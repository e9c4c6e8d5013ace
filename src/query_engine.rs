//! Embedded columnar SQL engine: mounts a vault entry as a temp table,
//! executes user SQL with a forced row cap and timeout, tears the table
//! down (spec §4.7). Backed by `rusqlite` against a single in-memory
//! connection — "no persistent state between calls" holds because the temp
//! table is created and dropped around each call, never shared.

use crate::error::{VaultError, VaultResult};
use crate::value::Value;
use crate::vault_store::VaultStore;
use rusqlite::types::ValueRef;
use rusqlite::Connection;
use serde::Serialize;
use std::sync::{Arc, Mutex};
use std::time::{Duration, Instant};

const MAX_RESULT_ROWS: usize = 10_000;
const QUERY_TIMEOUT: Duration = Duration::from_secs(30);

#[derive(Debug, Clone, Serialize)]
pub struct QueryResult {
    pub rows: Vec<serde_json::Value>,
    pub row_count: usize,
    pub columns: Vec<String>,
    #[serde(rename = "executionTimeMs")]
    pub execution_time_ms: u64,
    pub truncated: bool,
}

#[derive(Debug, Clone, Serialize)]
pub struct RetrievalResult {
    pub rows: Vec<serde_json::Value>,
    #[serde(rename = "rowCount")]
    pub row_count: usize,
    #[serde(rename = "limitApplied")]
    pub limit_applied: bool,
    #[serde(rename = "sizeBytes")]
    pub size_bytes: usize,
    #[serde(rename = "estimatedTokens")]
    pub estimated_tokens: usize,
}

#[derive(Clone)]
pub struct QueryEngine {
    conn: Arc<Mutex<Connection>>,
}

impl QueryEngine {
    pub fn new() -> VaultResult<Self> {
        let conn = Connection::open_in_memory()
            .map_err(|e| VaultError::BackendError(e.to_string()))?;
        Ok(Self {
            conn: Arc::new(Mutex::new(conn)),
        })
    }

    pub async fn execute_query(
        &self,
        vault: &VaultStore,
        handle_id: &str,
        sql: &str,
        principal: &str,
        token: &str,
    ) -> VaultResult<QueryResult> {
        let rows = vault.get(handle_id, principal, token).await?;

        let conn = self.conn.clone();
        let handle_owned = handle_id.to_string();
        let sql_owned = sql.to_string();

        let blocking = tokio::task::spawn_blocking(move || {
            run_query_sync(&conn, &handle_owned, &rows, &sql_owned)
        });

        match tokio::time::timeout(QUERY_TIMEOUT, blocking).await {
            Ok(Ok(result)) => result,
            Ok(Err(join_err)) => Err(VaultError::query(
                handle_id,
                sql,
                format!("query task panicked: {join_err}"),
            )),
            Err(_) => Err(VaultError::query(handle_id, sql, "query timed out after 30s")),
        }
    }

    /// Bypasses SQL entirely and returns up to `limit` rows (or all).
    pub async fn retrieve_full_data(
        &self,
        vault: &VaultStore,
        handle_id: &str,
        principal: &str,
        token: &str,
        limit: Option<usize>,
    ) -> VaultResult<RetrievalResult> {
        let rows = vault.get(handle_id, principal, token).await?;
        let total = rows.len();
        let limited: Vec<Value> = match limit {
            Some(n) if n < total => rows.into_iter().take(n).collect(),
            _ => rows,
        };
        let limit_applied = limited.len() < total;

        let json_rows: Vec<serde_json::Value> = limited
            .into_iter()
            .map(|v| serde_json::Value::from(v))
            .collect();
        let size_bytes = serde_json::to_vec(&json_rows).map(|b| b.len()).unwrap_or(0);
        let estimated_tokens = size_bytes.div_ceil(4);

        Ok(RetrievalResult {
            row_count: json_rows.len(),
            rows: json_rows,
            limit_applied,
            size_bytes,
            estimated_tokens,
        })
    }
}

/// RAII guard that always drops the temp table, success or failure — the
/// "finally"-style cleanup spec §4.7 requires.
struct TempTableGuard<'a> {
    conn: &'a Connection,
    table: String,
}

impl Drop for TempTableGuard<'_> {
    fn drop(&mut self) {
        let sql = format!("DROP TABLE IF EXISTS {}", self.table);
        if let Err(e) = self.conn.execute(&sql, []) {
            tracing::warn!(table = %self.table, error = %e, "failed to drop temp table");
        }
    }
}

fn sanitize_table_name(handle_id: &str) -> String {
    format!("vault_{}", handle_id.replace('-', "_"))
}

#[derive(Debug, Clone, Copy, PartialEq, Eq)]
enum SqlColumnType {
    Integer,
    Real,
    Boolean,
    Timestamp,
    Text,
    Json,
}

impl SqlColumnType {
    fn ddl(self) -> &'static str {
        match self {
            SqlColumnType::Integer => "INTEGER",
            SqlColumnType::Real => "REAL",
            SqlColumnType::Boolean => "INTEGER",
            SqlColumnType::Timestamp => "TIMESTAMP",
            SqlColumnType::Text => "TEXT",
            SqlColumnType::Json => "TEXT",
        }
    }
}

fn infer_column_type(v: &Value) -> SqlColumnType {
    match v {
        Value::Number(n) => {
            if n.fract() == 0.0 && n.is_finite() && n.abs() < 9e18 {
                SqlColumnType::Integer
            } else {
                SqlColumnType::Real
            }
        }
        Value::Bool(_) => SqlColumnType::Boolean,
        Value::String(s) => {
            if crate::value::is_date_like(s) {
                SqlColumnType::Timestamp
            } else {
                SqlColumnType::Text
            }
        }
        Value::List(_) | Value::Map(_) => SqlColumnType::Json,
        Value::Null => SqlColumnType::Text,
    }
}

fn columns_of(rows: &[Value]) -> Vec<(String, SqlColumnType)> {
    let Some(first) = rows.first().and_then(Value::as_map) else {
        return Vec::new();
    };
    first
        .iter()
        .map(|(k, v)| {
            let inferred = if v.is_null() {
                rows.iter()
                    .filter_map(|r| r.as_map().and_then(|m| m.get(k)))
                    .find(|v| !v.is_null())
                    .map(infer_column_type)
                    .unwrap_or(SqlColumnType::Text)
            } else {
                infer_column_type(v)
            };
            (k.clone(), inferred)
        })
        .collect()
}

fn to_sql_param(v: &Value, col_type: SqlColumnType) -> rusqlite::types::Value {
    use rusqlite::types::Value as SqlValue;
    match v {
        Value::Null => SqlValue::Null,
        Value::Bool(b) => SqlValue::Integer(if *b { 1 } else { 0 }),
        Value::Number(n) => {
            if col_type == SqlColumnType::Integer {
                SqlValue::Integer(*n as i64)
            } else {
                SqlValue::Real(*n)
            }
        }
        Value::String(s) => SqlValue::Text(s.clone()),
        Value::List(_) | Value::Map(_) => {
            SqlValue::Text(serde_json::to_string(&serde_json::Value::from(v.clone())).unwrap_or_default())
        }
    }
}

fn value_ref_to_json(v: ValueRef<'_>) -> serde_json::Value {
    match v {
        ValueRef::Null => serde_json::Value::Null,
        ValueRef::Integer(i) => serde_json::Value::from(i),
        ValueRef::Real(f) => serde_json::Number::from_f64(f)
            .map(serde_json::Value::Number)
            .unwrap_or(serde_json::Value::Null),
        ValueRef::Text(t) => {
            let s = String::from_utf8_lossy(t).to_string();
            serde_json::Value::String(s)
        }
        ValueRef::Blob(b) => serde_json::Value::String(format!("<{} bytes>", b.len())),
    }
}

fn run_query_sync(
    conn: &Mutex<Connection>,
    handle_id: &str,
    rows: &[Value],
    user_sql: &str,
) -> VaultResult<QueryResult> {
    let started = Instant::now();
    let conn = conn
        .lock()
        .map_err(|_| VaultError::query(handle_id, user_sql, "query engine connection poisoned"))?;

    let table = sanitize_table_name(handle_id);
    let columns = columns_of(rows);

    let ddl_cols = columns
        .iter()
        .map(|(name, ty)| format!("\"{name}\" {}", ty.ddl()))
        .collect::<Vec<_>>()
        .join(", ");
    conn.execute(&format!("DROP TABLE IF EXISTS {table}"), [])
        .map_err(|e| VaultError::query(handle_id, user_sql, e.to_string()))?;
    conn.execute(&format!("CREATE TEMP TABLE {table} ({ddl_cols})"), [])
        .map_err(|e| VaultError::query(handle_id, user_sql, e.to_string()))?;

    let guard = TempTableGuard {
        conn: &conn,
        table: table.clone(),
    };

    if !columns.is_empty() {
        let placeholders = columns.iter().map(|_| "?").collect::<Vec<_>>().join(", ");
        let col_names = columns
            .iter()
            .map(|(n, _)| format!("\"{n}\""))
            .collect::<Vec<_>>()
            .join(", ");
        let insert_sql = format!("INSERT INTO {table} ({col_names}) VALUES ({placeholders})");
        let mut stmt = conn
            .prepare(&insert_sql)
            .map_err(|e| VaultError::query(handle_id, user_sql, e.to_string()))?;
        for row in rows {
            let params: Vec<rusqlite::types::Value> = columns
                .iter()
                .map(|(name, ty)| {
                    let v = row.as_map().and_then(|m| m.get(name)).cloned().unwrap_or(Value::Null);
                    to_sql_param(&v, *ty)
                })
                .collect();
            stmt.execute(rusqlite::params_from_iter(params.iter()))
                .map_err(|e| VaultError::query(handle_id, user_sql, e.to_string()))?;
        }
    }

    let substituted = user_sql.replace("{table}", &table);
    let final_sql = if substituted.to_lowercase().contains("limit") {
        substituted
    } else {
        format!("{substituted} LIMIT {}", MAX_RESULT_ROWS)
    };

    let mut stmt = conn
        .prepare(&final_sql)
        .map_err(|e| VaultError::query(handle_id, user_sql, e.to_string()))?;
    let col_names: Vec<String> = stmt.column_names().iter().map(|s| s.to_string()).collect();

    let result_rows = stmt
        .query_map([], |row| {
            let mut obj = serde_json::Map::new();
            for (i, name) in col_names.iter().enumerate() {
                let value = row.get_ref(i)?;
                obj.insert(name.clone(), value_ref_to_json(value));
            }
            Ok(serde_json::Value::Object(obj))
        })
        .map_err(|e| VaultError::query(handle_id, user_sql, e.to_string()))?
        .collect::<Result<Vec<_>, _>>()
        .map_err(|e| VaultError::query(handle_id, user_sql, e.to_string()))?;

    drop(guard);

    let row_count = result_rows.len();
    let columns = if row_count > 0 {
        col_names
    } else {
        Vec::new()
    };
    let truncated = row_count >= MAX_RESULT_ROWS;

    Ok(QueryResult {
        rows: result_rows,
        row_count,
        columns,
        execution_time_ms: started.elapsed().as_millis() as u64,
        truncated,
    })
}

#[cfg(test)]
mod tests {
    use super::*;

    #[test]
    fn sanitizes_table_name() {
        assert_eq!(
            sanitize_table_name("vault-1234-5678"),
            "vault_vault_1234_5678"
        );
    }

    #[test]
    fn infers_integer_vs_real() {
        assert_eq!(infer_column_type(&Value::Number(5.0)), SqlColumnType::Integer);
        assert_eq!(infer_column_type(&Value::Number(5.5)), SqlColumnType::Real);
    }

    #[test]
    fn infers_timestamp_strings() {
        assert_eq!(
            infer_column_type(&Value::String("2024-01-01T00:00:00Z".into())),
            SqlColumnType::Timestamp
        );
        assert_eq!(
            infer_column_type(&Value::String("hello".into())),
            SqlColumnType::Text
        );
    }

    #[test]
    fn infers_json_for_nested_values() {
        assert_eq!(infer_column_type(&Value::List(vec![])), SqlColumnType::Json);
    }

    #[test]
    fn end_to_end_count_query() {
        let rows: Vec<Value> = (0..5)
            .map(|i| Value::from(serde_json::json!({"id": i, "amount": i as f64 * 1.5})))
            .collect();
        let conn = Mutex::new(Connection::open_in_memory().unwrap());
        let result = run_query_sync(&conn, "vault-test", &rows, "SELECT COUNT(*) as c FROM {table}")
            .unwrap();
        assert_eq!(result.rows[0]["c"], serde_json::json!(5));
    }

    #[test]
    fn appends_limit_when_absent() {
        let rows = vec![Value::from(serde_json::json!({"id": 1}))];
        let conn = Mutex::new(Connection::open_in_memory().unwrap());
        let result = run_query_sync(&conn, "h", &rows, "SELECT * FROM {table}").unwrap();
        assert!(!result.truncated);
        assert_eq!(result.row_count, 1);
    }

    #[test]
    fn drops_temp_table_after_query() {
        let rows = vec![Value::from(serde_json::json!({"id": 1}))];
        let conn = Mutex::new(Connection::open_in_memory().unwrap());
        let _ = run_query_sync(&conn, "h", &rows, "SELECT * FROM {table}").unwrap();
        let locked = conn.lock().unwrap();
        let count: i64 = locked
            .query_row(
                "SELECT COUNT(*) FROM sqlite_temp_master WHERE name = 'vault_h'",
                [],
                |r| r.get(0),
            )
            .unwrap();
        assert_eq!(count, 0);
    }

    #[test]
    fn drops_temp_table_even_on_query_error() {
        let rows = vec![Value::from(serde_json::json!({"id": 1}))];
        let conn = Mutex::new(Connection::open_in_memory().unwrap());
        let _ = run_query_sync(&conn, "h", &rows, "SELECT nonexistent_col FROM {table}");
        let locked = conn.lock().unwrap();
        let count: i64 = locked
            .query_row(
                "SELECT COUNT(*) FROM sqlite_temp_master WHERE name = 'vault_h'",
                [],
                |r| r.get(0),
            )
            .unwrap();
        assert_eq!(count, 0);
    }
}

####################

### [Directions]
Show the lines of the records above that mention "Number".

### [Task result]
        Value::Number(n) => {
        Value::Number(n) => {
        ValueRef::Real(f) => serde_json::Number::from_f64(f)
            .map(serde_json::Value::Number)
        assert_eq!(infer_column_type(&Value::Number(5.0)), SqlColumnType::Integer);
        assert_eq!(infer_column_type(&Value::Number(5.5)), SqlColumnType::Real);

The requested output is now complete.